I need to know what feature location every anchor box is corresponding to, so I modify the torchvision.models.detection.rpn.AnchorGenerator
in this way:
class AnchorGeneratorMP(AnchorGenerator):
def __init__(
self,
sizes=(128, 256, 512),
aspect_ratios=(0.5, 1.0, 2.0),
):
super(AnchorGeneratorMP, self).__init__(sizes, aspect_ratios)
def forward(self, image_list, feature_maps):
grid_sizes = tuple([feature_map.shape[-2:] for feature_map in feature_maps])

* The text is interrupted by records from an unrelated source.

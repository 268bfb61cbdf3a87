pub mod dialogs;
pub mod help_dropdown;
pub mod notification_area;
pub mod page_menu;
pub mod search_modal;
pub mod toolbar_dropdown;

pub use dialogs::{SessionDefaultsDialog, ToolbarDialogs};
pub use help_dropdown::HelpDropdown;
pub use notification_area::NotificationArea;
pub use page_menu::PageMenu;
pub use search_modal::SearchModal;
pub use toolbar_dropdown::{DropdownItems, ToolbarDropdown};
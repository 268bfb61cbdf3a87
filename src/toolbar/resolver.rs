//! Current page resolution
//!
//! Precedence: route, stored preference, first listed page, fixed default.

use crate::domain::models::{CurrentPage, PageDescriptor};
use crate::shared::constants::DEFAULT_PAGE;
use crate::shared::logging::log_stale_preference;
use crate::toolbar::route::DeskRoute;

/// Page to show when the route does not name one.
///
/// The stored preference only has to exist in the fetched list; it is not
/// checked against server side permissions.
pub fn default_page(stored: Option<&CurrentPage>, pages: &[PageDescriptor]) -> CurrentPage {
    if let Some(stored) = stored {
        if pages.iter().any(|page| page.title == stored.name) {
            return stored.clone();
        }
        log_stale_preference(&stored.name);
    }

    match pages.first() {
        Some(first) => CurrentPage::new(first.title.clone(), true),
        None => CurrentPage::new(DEFAULT_PAGE, true),
    }
}

pub fn resolve_page(
    route: &DeskRoute,
    stored: Option<&CurrentPage>,
    pages: &[PageDescriptor],
) -> CurrentPage {
    let fallback = default_page(stored, pages);

    let name = route
        .page_segment()
        .map(str::to_string)
        .unwrap_or(fallback.name);
    let public = route.section_segment().unwrap_or(fallback.public);

    CurrentPage { name, public }
}

#[cfg(test)]
mod tests {
    use super::*;

    fn pages() -> Vec<PageDescriptor> {
        vec![
            PageDescriptor::new("Build", "Build", true),
            PageDescriptor::new("Sales", "Sales", true),
            PageDescriptor::new("Notes", "Notes", false),
        ]
    }

    #[test]
    fn test_route_wins_over_preference() {
        let stored = CurrentPage::new("Sales", true);
        let route = DeskRoute::workspace("Notes", false);
        assert_eq!(
            resolve_page(&route, Some(&stored), &pages()),
            CurrentPage::new("Notes", false)
        );
    }

    #[test]
    fn test_every_listed_page_resolves_from_its_route() {
        for page in pages() {
            let route = DeskRoute::workspace(&page.title, page.public);
            let resolved = resolve_page(&route, None, &pages());
            assert_eq!(resolved, CurrentPage::new(page.title.clone(), page.public));
        }
    }

    #[test]
    fn test_stored_preference_used_without_page_segment() {
        let stored = CurrentPage::new("Notes", false);
        let resolved = resolve_page(&DeskRoute::parse("Workspaces"), Some(&stored), &pages());
        assert_eq!(resolved, stored);
    }

    #[test]
    fn test_stale_preference_falls_back_to_first_page() {
        let stored = CurrentPage::new("Removed", false);
        let resolved = resolve_page(&DeskRoute::default(), Some(&stored), &pages());
        assert_eq!(resolved, CurrentPage::new("Build", true));
    }

    #[test]
    fn test_empty_list_uses_fixed_default() {
        let resolved = resolve_page(&DeskRoute::default(), None, &[]);
        assert_eq!(resolved, CurrentPage::new(DEFAULT_PAGE, true));
    }

    #[test]
    fn test_private_section_without_page_keeps_default_name() {
        let stored = CurrentPage::new("Sales", true);
        let resolved = resolve_page(&DeskRoute::parse("Workspaces/private"), Some(&stored), &pages());
        assert_eq!(resolved, CurrentPage::new("Sales", false));
    }

    #[test]
    fn test_non_workspace_route_uses_default() {
        let resolved = resolve_page(&DeskRoute::parse("Form/User/jane"), None, &pages());
        assert_eq!(resolved, CurrentPage::new("Build", true));
    }
}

image_size = image_list.tensors.shape[-2:]
strides = tuple((image_size[0] / g[0], image_size[1] / g[1]) for g in grid_sizes)
self.set_cell_anchors(feature_maps[0].device)
anchors_over_all_feature_maps = self.cached_grid_anchors(grid_sizes, strides)
anchors = []
for i, (image_height, image_width) in enumerate(image_list.image_sizes):
anchors_in_image = []
for anchors_per_feature_map in anchors_over_all_feature_maps:
anchors_in_image.append(anchors_per_feature_map)
anchors.append(anchors_in_image)
# here is the only place where I modified, except the returns
anchor_len = [len(anchor) for anchor in anchors_over_all_feature_maps]
anchors = [t.cat(anchors_per_image) for anchors_per_image in anchors]
return anchors, anchor_len
Conforming to the FasterRCNN
implemented by pytorch, the sizes
and aspect_ratios
are
anchor_sizes = ((32,), (64,), (128,), (256,), (512,))
aspect_ratios = ((0.5, 1.0, 2.0),) * len(anchor_sizes)
So it is supposed to output 15 anchors per feature location. What makes me confused is that for every anchor_len
, it is only 3 times the total locations of the corresponding feature. Where am I missing?